Your instructions –
Your answer should be one number: the count of lines in the data below that include "AuthOutcome".

[Items listed in a dataset]

----------

use std::sync::Arc;

use async_trait::async_trait;

use crate::error::Result;
use crate::ldap::LdapDirectory;
use crate::provider::{
    AuthData, AuthOutcome, AuthProvider, DenyReason, ProviderKind,
};
use crate::user::UserLoginDto;

/// Directory accounts.
///
/// Authoritative only when the directory is the sole source of truth;
/// otherwise a denial lets local accounts be tried.
pub struct LdapAuthProvider {
    directory: Arc<dyn LdapDirectory>,
    authoritative: bool,
}

impl LdapAuthProvider {
    /// Create a new [`LdapAuthProvider`].
    pub fn new(directory: Arc<dyn LdapDirectory>, authoritative: bool) -> Self {
        Self {
            directory,
            authoritative,
        }
    }
}

#[async_trait]
impl AuthProvider for LdapAuthProvider {
    fn kind(&self) -> ProviderKind {
        ProviderKind::Ldap
    }

    fn is_authoritative(&self) -> bool {
        self.authoritative
    }

    async fn authenticate(&self, login: &UserLoginDto) -> Result<AuthOutcome> {
        let entry = self
            .directory
            .authenticate(login.login(), login.password())
            .await?;

        Ok(match entry {
            Some(entry) => AuthOutcome::Granted(AuthData::Ldap(entry)),
            None => AuthOutcome::Denied(DenyReason::InvalidPassword),
        })
    }
}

----------

Result of this exercise –
4